Final Sentence : Aku akan menjawab dengan
kata yang sama.
Jika
ada tiga hal yang dapat menggambarkan Leonardo Halim maka hal tersebut adalah:
seorang pelukis pengagum Michelangelo, adanya sosok perempuan yang tak pernah
absen hadir di setiap lukisannya, dan The Lady—karya pribadi berupa
gambar seorang wanita di gereja Saint Agnes yang selalu ia bawa ke setiap
pameran yang ia ikuti.
Pertemuan
Leonardo dan Felice bertaut melalui insiden lukisan yang dibeli Felice untuk
bosnya. Felice yang salah memberi kartu nama mengakibatkan lukisan yang ia beli
dikirimkan ke alamat yang salah, dan bersama dengan Leo, ia menjemput lukisan
tersebut. Sayangnya, kesan pertama Leo terhadap Felice tidak bisa dikatakan
baik karena Felice tidak dapat dibilang kooperatif, tidak mau mengaku salah,
dan angkuh.
Sebenarnya,
Felice nyaris saja bertemu Leo untuk yang kedua kalinya karena bos Felice
tertarik ingin membeli karya Leo yang lain. Sayangnya, Leonardo keburu pulang
ke Indonesia untuk mengisi pameran di Bali. Dan tidak berapa lama, Felice pun
juga memutuskan untuk berangkat ke Indonesia, bukan untuk menyusul Leo, namun
karena kakaknya akan melangsungkan acara pernikahan di Bali.
Sesampainya
di Bali, Felice ternyata mengalami apa yang selama ini ia takutkan jika ia
kembali ke Indonesia. Felice memang mempunyai konflik internal dengan sang mama
dan pertemuan mereka hanya menambah gesekan itu kian sengit. Felice pun memilih
untuk hengkang dari acara persiapan pernikahan dan memutuskan untuk menghadiri
pameran lukisan. Pertemuan keduanya dengan Leo jauh lebih akur dibanding
sebelumnya. Bahkan Leo dengan senang hati menemani Felice jalan-jalan. Sejak
saat itulah, benih-benih cinta di hati mereka tersemai.
Di
Roma, ketika Felice kembali untuk menekuri pekerjaannya dan akhirnya dibuat
patah hati oleh aksi pacarnya yang main belakang, Leo juga kembali ke tempat
yang sama untuk menggelar pameran tunggal yang selama ia idam-idamkan. Hubungan
Felice dan Leo kian dekat dan intim. Felice sering kali mengurusi kehidupan Leo
yang tidak teratur akibat ‘pekerjaannya’ yang tidak mengenal waktu. Namun, suatu
hari, Marla—kekasih Leo di Indonesia—datang tanpa diundang, membuat Felice
merasa lagi-lagi ia dikhianati oleh seorang laki-laki.
Namun
sebenarnya, tujuan Marla menyusul Leo ke Roma bukan untuk mengklaim cinta Leo
karena ia tahu dari jauh-jauh hari, bahwa lukisan-lukisan Leo telah menyiratkan
bahwa ia sudah tak lagi ada di hatinya.
***
Saya
sadar sesadar-sadarnya bahwa sinopsis di atas jauh dari kata bagus. Well, entah
kenapa saya merasa nggak ada mood sedikit pun untuk menulis review tetapi
keadaan memaksa saya untuk melakukan hal itu. (ask me: keadaan apa sih?).
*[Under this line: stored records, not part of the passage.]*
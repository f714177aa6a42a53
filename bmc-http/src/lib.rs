// SPDX-FileCopyrightText: Copyright (c) 2025 NVIDIA CORPORATION & AFFILIATES. All rights reserved.
// SPDX-License-Identifier: Apache-2.0
//
// Licensed under the Apache License, Version 2.0 (the "License");
// you may not use this file except in compliance with the License.
// You may obtain a copy of the License at
//
// http://www.apache.org/licenses/LICENSE-2.0
//
// Unless required by applicable law or agreed to in writing, software
// distributed under the License is distributed on an "AS IS" BASIS,
// WITHOUT WARRANTIES OR CONDITIONS OF ANY KIND, either express or implied.
// See the License for the specific language governing permissions and
// limitations under the License.

//! HTTP transport for `rsfish`
//!
//! [`HttpBmc`] implements [`rsfish_core::Bmc`] on top of any [`HttpClient`].
//! It prepends the configured endpoint to every resource path, attaches
//! authentication (session token or HTTP Basic) and, when a session is
//! active, transparently re-creates it once if the service answers 401.
//!
//! The reqwest-based client lives in [`reqwest`] (feature `reqwest`,
//! enabled by default). Session lifecycle is documented in [`session`].

pub mod credentials;
pub mod session;

#[cfg(feature = "reqwest")]
pub mod reqwest;

use http::HeaderMap;
use http::StatusCode;
use rsfish_core::Bmc;
use rsfish_core::ClassifyError;
use rsfish_core::FormPart;
use rsfish_core::ODataETag;
use rsfish_core::ODataId;
use rsfish_core::Response;
use serde::Serialize;
use std::error::Error as StdError;
use std::future::Future;
use std::sync::PoisonError;
use std::sync::RwLock;
use url::Url;

#[doc(inline)]
pub use credentials::BmcCredentials;
#[doc(inline)]
pub use credentials::SessionToken;
#[doc(inline)]
pub use session::SessionMode;

/// Header carrying the session token.
pub const X_AUTH_TOKEN: &str = "X-Auth-Token";

/// Authentication attached to a single request.
#[derive(Debug, Clone)]
pub enum Auth {
    /// Unauthenticated request (service root, session creation).
    None,
    /// HTTP Basic authentication.
    Basic(BmcCredentials),
    /// Session token sent as `X-Auth-Token`.
    Session(SessionToken),
}

/// Minimal HTTP client used by [`HttpBmc`].
///
/// Implementations return every reply as a [`Response`], whatever its
/// status. Every request carries `Accept: application/json`; requests with
/// a JSON body carry `Content-Type: application/json`.
pub trait HttpClient: Send + Sync + 'static {
    /// Transport error.
    type Error: StdError + ClassifyError + Send + Sync + 'static;

    /// Perform an HTTP GET request.
    fn get(
        &self,
        url: Url,
        auth: Auth,
        custom_headers: &HeaderMap,
    ) -> impl Future<Output = Result<Response, Self::Error>> + Send;

    /// Perform an HTTP POST request.
    fn post<B>(
        &self,
        url: Url,
        body: &B,
        auth: Auth,
        custom_headers: &HeaderMap,
    ) -> impl Future<Output = Result<Response, Self::Error>> + Send
    where
        B: Serialize + Send + Sync;

    /// Perform an HTTP PATCH request. `etag` is sent as `If-Match`.
    fn patch<B>(
        &self,
        url: Url,
        etag: Option<ODataETag>,
        body: &B,
        auth: Auth,
        custom_headers: &HeaderMap,
    ) -> impl Future<Output = Result<Response, Self::Error>> + Send
    where
        B: Serialize + Send + Sync;

    /// Perform an HTTP PUT request. `etag` is sent as `If-Match`.
    fn put<B>(
        &self,
        url: Url,
        etag: Option<ODataETag>,
        body: &B,
        auth: Auth,
        custom_headers: &HeaderMap,
    ) -> impl Future<Output = Result<Response, Self::Error>> + Send
    where
        B: Serialize + Send + Sync;

    /// Perform an HTTP DELETE request.
    fn delete(
        &self,
        url: Url,
        auth: Auth,
        custom_headers: &HeaderMap,
    ) -> impl Future<Output = Result<Response, Self::Error>> + Send;

    /// Perform an HTTP POST request with a `multipart/form-data` body.
    fn post_multipart(
        &self,
        url: Url,
        parts: &[FormPart],
        auth: Auth,
        custom_headers: &HeaderMap,
    ) -> impl Future<Output = Result<Response, Self::Error>> + Send;
}

/// Constructors for errors raised by the session layer of [`HttpBmc`]
/// rather than by the HTTP client itself.
pub trait SessionError {
    /// Endpoint is not an `http` or `https` URL.
    fn invalid_endpoint(reason: String) -> Self;

    /// Service refused to create a session.
    fn session_rejected(status: StatusCode, body: String) -> Self;

    /// Session was created but no token header was returned.
    fn missing_session_token() -> Self;
}

/// A tagged type representing a Redfish endpoint URL.
///
/// Provides conversion from `ODataId` paths to absolute URLs.
#[derive(Debug, Clone)]
pub struct RedfishEndpoint {
    base_url: Url,
}

impl RedfishEndpoint {
    /// Create a new `RedfishEndpoint` from a base URL.
    #[must_use]
    pub const fn new(base_url: Url) -> Self {
        Self { base_url }
    }

    /// Absolute URL of a resource. Empty id resolves to the service root;
    /// a query part of the id is kept as the URL query.
    #[must_use]
    pub fn with_id(&self, id: &ODataId) -> Url {
        let id = if id.is_empty() {
            rsfish_core::odata::SERVICE_ROOT
        } else {
            id.as_str()
        };
        let (path, query) = match id.find('?') {
            Some(pos) => (&id[..pos], Some(&id[pos + 1..])),
            None => (id, None),
        };
        let mut url = self.base_url.clone();
        url.set_path(path);
        url.set_query(query);
        url
    }
}

impl From<&RedfishEndpoint> for Url {
    fn from(endpoint: &RedfishEndpoint) -> Self {
        endpoint.base_url.clone()
    }
}

/// HTTP-based BMC implementation that wraps an [`HttpClient`].
///
/// # Examples
///
/// ```rust,no_run
/// use rsfish_bmc_http::reqwest::Client;
/// use rsfish_bmc_http::BmcCredentials;
/// use rsfish_bmc_http::HttpBmc;
/// use rsfish_bmc_http::SessionMode;
/// use url::Url;
///
/// # async fn example() -> Result<(), Box<dyn std::error::Error>> {
/// let credentials = BmcCredentials::new("admin".to_string(), "password".to_string());
/// let endpoint = Url::parse("https://192.168.1.100")?;
/// let bmc = HttpBmc::open(Client::new()?, endpoint, credentials, SessionMode::Session).await?;
/// // ...
/// bmc.close().await;
/// # Ok(())
/// # }
/// ```
pub struct HttpBmc<C: HttpClient> {
    client: C,
    redfish_endpoint: RedfishEndpoint,
    credentials: BmcCredentials,
    sessions: ODataId,
    session: RwLock<Option<SessionToken>>,
    custom_headers: HeaderMap,
}

impl<C: HttpClient> HttpBmc<C>
where
    C::Error: SessionError,
{
    /// Create a client that authenticates every request with HTTP Basic.
    /// No request is sent.
    ///
    /// # Errors
    ///
    /// Returns error if `redfish_endpoint` is not an `http` or `https` URL.
    pub fn new(
        client: C,
        redfish_endpoint: Url,
        credentials: BmcCredentials,
    ) -> Result<Self, C::Error> {
        match redfish_endpoint.scheme() {
            "http" | "https" => {}
            other => {
                return Err(C::Error::invalid_endpoint(format!(
                    "unsupported scheme '{other}' in {redfish_endpoint}"
                )))
            }
        }
        Ok(Self {
            client,
            redfish_endpoint: RedfishEndpoint::new(redfish_endpoint),
            credentials,
            sessions: ODataId::from(rsfish_core::odata::DEFAULT_SESSIONS),
            session: RwLock::new(None),
            custom_headers: HeaderMap::new(),
        })
    }

    /// Headers added to every request.
    #[must_use]
    pub fn with_custom_headers(mut self, custom_headers: HeaderMap) -> Self {
        self.custom_headers = custom_headers;
        self
    }

    /// Endpoint this client talks to.
    #[must_use]
    pub const fn endpoint(&self) -> &RedfishEndpoint {
        &self.redfish_endpoint
    }

    fn current_session(&self) -> Option<SessionToken> {
        self.session
            .read()
            .unwrap_or_else(PoisonError::into_inner)
            .clone()
    }

    fn replace_session(&self, token: Option<SessionToken>) -> Option<SessionToken> {
        let mut session = self.session.write().unwrap_or_else(PoisonError::into_inner);
        std::mem::replace(&mut *session, token)
    }

    fn current_auth(&self) -> Auth {
        self.current_session().map_or_else(
            || Auth::Basic(self.credentials.clone()),
            Auth::Session,
        )
    }

    /// Send a request built by `request`. A 401 answered to a session
    /// token triggers one session refresh and one replay.
    async fn send<F, Fut>(&self, request: F) -> Result<Response, C::Error>
    where
        F: Fn(Auth) -> Fut + Send + Sync,
        Fut: Future<Output = Result<Response, C::Error>> + Send,
    {
        let auth = self.current_auth();
        let stale = match &auth {
            Auth::Session(token) => Some(token.clone()),
            Auth::Basic(_) | Auth::None => None,
        };
        let response = request(auth).await?;
        match stale {
            Some(stale) if response.status == StatusCode::UNAUTHORIZED => {
                let auth = self.refresh_session(&stale).await?;
                request(auth).await
            }
            _ => Ok(response),
        }
    }
}

impl<C: HttpClient> Bmc for HttpBmc<C>
where
    C::Error: SessionError,
{
    type Error = C::Error;

    async fn get(&self, id: &ODataId) -> Result<Response, Self::Error> {
        let url = self.redfish_endpoint.with_id(id);
        self.send(|auth| self.client.get(url.clone(), auth, &self.custom_headers))
            .await
    }

    async fn post<V: Serialize + Send + Sync>(
        &self,
        id: &ODataId,
        body: &V,
    ) -> Result<Response, Self::Error> {
        let url = self.redfish_endpoint.with_id(id);
        self.send(|auth| {
            self.client
                .post(url.clone(), body, auth, &self.custom_headers)
        })
        .await
    }

    async fn patch<V: Serialize + Send + Sync>(
        &self,
        id: &ODataId,
        etag: Option<&ODataETag>,
        body: &V,
    ) -> Result<Response, Self::Error> {
        let url = self.redfish_endpoint.with_id(id);
        self.send(|auth| {
            self.client
                .patch(url.clone(), etag.cloned(), body, auth, &self.custom_headers)
        })
        .await
    }

    async fn put<V: Serialize + Send + Sync>(
        &self,
        id: &ODataId,
        etag: Option<&ODataETag>,
        body: &V,
    ) -> Result<Response, Self::Error> {
        let url = self.redfish_endpoint.with_id(id);
        self.send(|auth| {
            self.client
                .put(url.clone(), etag.cloned(), body, auth, &self.custom_headers)
        })
        .await
    }

    async fn delete(&self, id: &ODataId) -> Result<Response, Self::Error> {
        let url = self.redfish_endpoint.with_id(id);
        self.send(|auth| self.client.delete(url.clone(), auth, &self.custom_headers))
            .await
    }

    async fn post_multipart(
        &self,
        id: &ODataId,
        parts: &[FormPart],
    ) -> Result<Response, Self::Error> {
        let url = self.redfish_endpoint.with_id(id);
        self.send(|auth| {
            self.client
                .post_multipart(url.clone(), parts, auth, &self.custom_headers)
        })
        .await
    }
}

#[cfg(test)]
mod tests {
    use super::*;

    #[test]
    fn endpoint_resolves_paths() {
        let endpoint = RedfishEndpoint::new(Url::parse("https://10.0.0.1:8443").unwrap());
        assert_eq!(
            endpoint.with_id(&ODataId::default()).as_str(),
            "https://10.0.0.1:8443/redfish/v1/"
        );
        assert_eq!(
            endpoint
                .with_id(&ODataId::from("/redfish/v1/Systems/1"))
                .as_str(),
            "https://10.0.0.1:8443/redfish/v1/Systems/1"
        );
        assert_eq!(
            endpoint
                .with_id(&ODataId::from("/redfish/v1/Systems?$skip=2"))
                .as_str(),
            "https://10.0.0.1:8443/redfish/v1/Systems?$skip=2"
        );
    }
}
// SPDX-FileCopyrightText: Copyright (c) 2025 NVIDIA CORPORATION & AFFILIATES. All rights reserved.
// SPDX-License-Identifier: Apache-2.0
//
// Licensed under the Apache License, Version 2.0 (the "License");
// you may not use this file except in compliance with the License.
// You may obtain a copy of the License at
//
// http://www.apache.org/licenses/LICENSE-2.0
//
// Unless required by applicable law or agreed to in writing, software
// distributed under the License is distributed on an "AS IS" BASIS,
// WITHOUT WARRANTIES OR CONDITIONS OF ANY KIND, either express or implied.
// See the License for the specific language governing permissions and
// limitations under the License.

//! Account service, user accounts and roles.

use crate::resource::FromBase;
use crate::resource::Resource;
use crate::resource::ResourceBase;
use crate::resource::Status;
use crate::Error;
use rsfish_core::Bmc;
use rsfish_core::Link;
use serde::Deserialize;
use serde::Serialize;
use tracing::debug;

/// Data of a role.
#[derive(Debug, Clone, Default, PartialEq, Serialize, Deserialize)]
#[serde(rename_all = "PascalCase")]
pub struct RoleData {
    /// Whether the role is predefined.
    pub is_predefined: Option<bool>,
    /// Privileges granted by the role.
    #[serde(default)]
    pub assigned_privileges: Vec<String>,
    /// Vendor privileges granted by the role.
    #[serde(default)]
    pub oem_privileges: Vec<String>,
}

#[derive(Deserialize)]
struct RoleSchema {
    #[serde(flatten)]
    data: RoleData,
}

/// Role.
pub struct Role<B: Bmc> {
    base: ResourceBase<B>,
    /// Decoded role data.
    pub data: RoleData,
}

impl<B: Bmc> FromBase<B> for Role<B> {
    fn from_base(base: ResourceBase<B>) -> Result<Self, Error<B>> {
        let RoleSchema { data } = base.decode()?;
        Ok(Self { base, data })
    }
}

impl<B: Bmc> Resource<B> for Role<B> {
    fn base(&self) -> &ResourceBase<B> {
        &self.base
    }
}

/// Data of a user account.
#[derive(Debug, Clone, Default, PartialEq, Serialize, Deserialize)]
#[serde(rename_all = "PascalCase")]
pub struct ManagerAccountData {
    /// Login name.
    pub user_name: Option<String>,
    /// Identifier of the role.
    pub role_id: Option<String>,
    /// Whether the account is enabled.
    pub enabled: Option<bool>,
    /// Whether the account is locked after failed logins.
    pub locked: Option<bool>,
    /// Whether the password must be changed before other operations.
    pub password_change_required: Option<bool>,
}

/// Properties of a new account.
#[derive(Debug, Clone, PartialEq, Eq, Serialize)]
#[serde(rename_all = "PascalCase")]
pub struct ManagerAccountCreate {
    /// Login name.
    pub user_name: String,
    /// Password.
    pub password: String,
    /// Identifier of the role.
    pub role_id: String,
    /// Whether the account is enabled.
    #[serde(skip_serializing_if = "Option::is_none")]
    pub enabled: Option<bool>,
}

/// Writable properties of an account. Unset fields are not sent.
#[derive(Debug, Clone, Default, PartialEq, Eq, Serialize)]
#[serde(rename_all = "PascalCase")]
pub struct ManagerAccountUpdate {
    /// New login name.
    #[serde(skip_serializing_if = "Option::is_none")]
    pub user_name: Option<String>,
    /// New password.
    #[serde(skip_serializing_if = "Option::is_none")]
    pub password: Option<String>,
    /// New role.
    #[serde(skip_serializing_if = "Option::is_none")]
    pub role_id: Option<String>,
    /// Enable or disable the account.
    #[serde(skip_serializing_if = "Option::is_none")]
    pub enabled: Option<bool>,
    /// Unlock the account.
    #[serde(skip_serializing_if = "Option::is_none")]
    pub locked: Option<bool>,
}

#[derive(Deserialize, Default)]
struct ManagerAccountLinks {
    #[serde(rename = "Role", default)]
    role: Link,
}

#[derive(Deserialize)]
struct ManagerAccountSchema {
    #[serde(flatten)]
    data: ManagerAccountData,
    #[serde(rename = "Links", default)]
    links: ManagerAccountLinks,
}

/// User account of a manager.
pub struct ManagerAccount<B: Bmc> {
    base: ResourceBase<B>,
    /// Decoded account data.
    pub data: ManagerAccountData,
    role: Link,
}

impl<B: Bmc> ManagerAccount<B> {
    /// Role of the account.
    ///
    /// # Errors
    ///
    /// Returns [`Error::NotSupported`] if the account has no role link, or
    /// any fetch error.
    pub async fn role(&self) -> Result<Role<B>, Error<B>> {
        self.base.follow(&self.role, "ManagerAccount Role").await
    }

    /// Update the account and return the new state.
    ///
    /// # Errors
    ///
    /// Returns error if the service rejects the update or the refetch
    /// fails.
    pub async fn update(&self, update: &ManagerAccountUpdate) -> Result<Self, Error<B>> {
        self.base.update(update).await
    }

    /// Delete the account.
    ///
    /// # Errors
    ///
    /// Returns error if the service rejects the request.
    pub async fn delete(&self) -> Result<(), Error<B>> {
        self.base.delete().await
    }
}

impl<B: Bmc> FromBase<B> for ManagerAccount<B> {
    fn from_base(base: ResourceBase<B>) -> Result<Self, Error<B>> {
        let ManagerAccountSchema { data, links } = base.decode()?;
        Ok(Self {
            base,
            data,
            role: links.role,
        })
    }
}

impl<B: Bmc> Resource<B> for ManagerAccount<B> {
    fn base(&self) -> &ResourceBase<B> {
        &self.base
    }
}

/// Data of the account service.
#[derive(Debug, Clone, Default, PartialEq, Serialize, Deserialize)]
#[serde(rename_all = "PascalCase")]
pub struct AccountServiceData {
    /// Whether the service is enabled.
    pub service_enabled: Option<bool>,
    /// Failed logins before lockout.
    pub account_lockout_threshold: Option<u32>,
    /// Lockout duration in seconds.
    pub account_lockout_duration: Option<u64>,
    /// Minimum password length.
    pub min_password_length: Option<u32>,
    /// Maximum password length.
    pub max_password_length: Option<u32>,
    /// Status of the service.
    pub status: Option<Status>,
}

/// Writable account service properties. Unset fields are not sent.
#[derive(Debug, Clone, Default, PartialEq, Eq, Serialize)]
#[serde(rename_all = "PascalCase")]
pub struct AccountServiceUpdate {
    /// Failed logins before lockout.
    #[serde(skip_serializing_if = "Option::is_none")]
    pub account_lockout_threshold: Option<u32>,
    /// Lockout duration in seconds.
    #[serde(skip_serializing_if = "Option::is_none")]
    pub account_lockout_duration: Option<u64>,
}

#[derive(Deserialize)]
struct AccountServiceSchema {
    #[serde(flatten)]
    data: AccountServiceData,
    #[serde(rename = "Accounts", default)]
    accounts: Link,
    #[serde(rename = "Roles", default)]
    roles: Link,
}

/// Account service.
pub struct AccountService<B: Bmc> {
    base: ResourceBase<B>,
    /// Decoded service data.
    pub data: AccountServiceData,
    accounts: Link,
    roles: Link,
}

impl<B: Bmc> AccountService<B> {
    /// User accounts.
    ///
    /// # Errors
    ///
    /// Returns error if fetching the collection or an account fails.
    pub async fn accounts(&self) -> Result<Vec<ManagerAccount<B>>, Error<B>> {
        self.base.list(&self.accounts).await
    }

    /// Roles.
    ///
    /// # Errors
    ///
    /// Returns error if fetching the collection or a role fails.
    pub async fn roles(&self) -> Result<Vec<Role<B>>, Error<B>> {
        self.base.list(&self.roles).await
    }

    /// Create an account.
    ///
    /// The account is fetched from the `Location` of the reply; services
    /// that omit it must return the new account in the body.
    ///
    /// # Errors
    ///
    /// Returns [`Error::NotSupported`] if the service has no accounts
    /// collection, or any request or decode error.
    pub async fn create_account(
        &self,
        create: &ManagerAccountCreate,
    ) -> Result<ManagerAccount<B>, Error<B>> {
        debug!(user = %create.user_name, "creating account");
        self.base
            .create(&self.accounts, "AccountService Accounts", create)
            .await
    }

    /// Update service properties and return the new state.
    ///
    /// # Errors
    ///
    /// Returns error if the service rejects the update or the refetch
    /// fails.
    pub async fn update(&self, update: &AccountServiceUpdate) -> Result<Self, Error<B>> {
        self.base.update(update).await
    }
}

impl<B: Bmc> FromBase<B> for AccountService<B> {
    fn from_base(base: ResourceBase<B>) -> Result<Self, Error<B>> {
        let AccountServiceSchema {
            data,
            accounts,
            roles,
        } = base.decode()?;
        Ok(Self {
            base,
            data,
            accounts,
            roles,
        })
    }
}

impl<B: Bmc> Resource<B> for AccountService<B> {
    fn base(&self) -> &ResourceBase<B> {
        &self.base
    }
}

#[cfg(test)]
mod tests {
    use super::*;
    use crate::resource::fetch;
    use rsfish_bmc_mock::Bmc as MockBmc;
    use rsfish_bmc_mock::Expect;
    use rsfish_core::ODataId;
    use std::io::Error as IoError;
    use std::sync::Arc;

    type TestBmc = MockBmc<IoError>;

    const ACCOUNT: &str = r#"{"@odata.id": "/redfish/v1/AccountService/Accounts/3",
        "@odata.etag": "\"a3\"", "Id": "3", "Name": "User Account",
        "UserName": "operator", "RoleId": "Operator", "Enabled": true,
        "Links": {"Role": {"@odata.id": "/redfish/v1/AccountService/Roles/Operator"}}}"#;

    async fn service(bmc: &Arc<TestBmc>) -> AccountService<TestBmc> {
        bmc.expect(Expect::get(
            "/redfish/v1/AccountService",
            r#"{"Id": "AccountService", "Name": "Account Service", "MinPasswordLength": 8,
                "Accounts": {"@odata.id": "/redfish/v1/AccountService/Accounts"},
                "Roles": {"@odata.id": "/redfish/v1/AccountService/Roles"}}"#,
        ));
        fetch(bmc, &ODataId::from("/redfish/v1/AccountService"))
            .await
            .unwrap()
    }

    #[tokio::test]
    async fn create_follows_location() {
        let bmc = Arc::new(TestBmc::default());
        let service = service(&bmc).await;
        bmc.expect(Expect::post_with_headers(
            "/redfish/v1/AccountService/Accounts",
            r#"{"UserName": "operator", "Password": "secret123", "RoleId": "Operator"}"#,
            201,
            &[("location", "/redfish/v1/AccountService/Accounts/3")],
            "",
        ));
        bmc.expect(Expect::get("/redfish/v1/AccountService/Accounts/3", ACCOUNT));
        let account = service
            .create_account(&ManagerAccountCreate {
                user_name: "operator".into(),
                password: "secret123".into(),
                role_id: "Operator".into(),
                enabled: None,
            })
            .await
            .unwrap();
        assert_eq!(account.data.role_id.as_deref(), Some("Operator"));

        bmc.expect(Expect::patch_with_etag(
            "/redfish/v1/AccountService/Accounts/3",
            "\"a3\"",
            r#"{"Enabled": false}"#,
            200,
            "{}",
        ));
        bmc.expect(Expect::get("/redfish/v1/AccountService/Accounts/3", ACCOUNT));
        account
            .update(&ManagerAccountUpdate {
                enabled: Some(false),
                ..ManagerAccountUpdate::default()
            })
            .await
            .unwrap();
    }

    #[tokio::test]
    async fn create_without_location_uses_body() {
        let bmc = Arc::new(TestBmc::default());
        let service = service(&bmc).await;
        bmc.expect(Expect::post(
            "/redfish/v1/AccountService/Accounts",
            r#"{"UserName": "operator", "Password": "secret123", "RoleId": "Operator", "Enabled": true}"#,
            201,
            ACCOUNT,
        ));
        let account = service
            .create_account(&ManagerAccountCreate {
                user_name: "operator".into(),
                password: "secret123".into(),
                role_id: "Operator".into(),
                enabled: Some(true),
            })
            .await
            .unwrap();
        assert_eq!(
            account.odata_id(),
            &ODataId::from("/redfish/v1/AccountService/Accounts/3")
        );

        bmc.expect(Expect::get(
            "/redfish/v1/AccountService/Roles/Operator",
            r#"{"Id": "Operator", "Name": "User Role", "IsPredefined": true,
                "AssignedPrivileges": ["Login", "ConfigureSelf", "ConfigureComponents"]}"#,
        ));
        let role = account.role().await.unwrap();
        assert_eq!(role.data.assigned_privileges.len(), 3);
    }
}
Eng... saya udah mau tamat baca Bangkok dan kalau Roma belum saya review, itu
artinya saya hutang 2 ulasan. Dan dengan memori super kecil yang saya miliki,
mengingat-ingat dua cerita berbeda agak susah.
Oh
ya, sinopsis di atas juga tidak saya lengkapi dengan quote seperti
biasanya karena kertas catatan saya lenyap. Padahal di sana saya sudah menulis
hal-hal penting mengenai Roma termasuk beberapa kutipan. Sebenarnya sih nggak
begitu sulit kalau mau mengutip quote dari novel ini karena di setiap
pergantian bab, Kak Robin selalu menyertakan satu quote yang saya nggak
ngerti korelasinya dengan cerita (oke, beberapa ada yang nyambung juga sih).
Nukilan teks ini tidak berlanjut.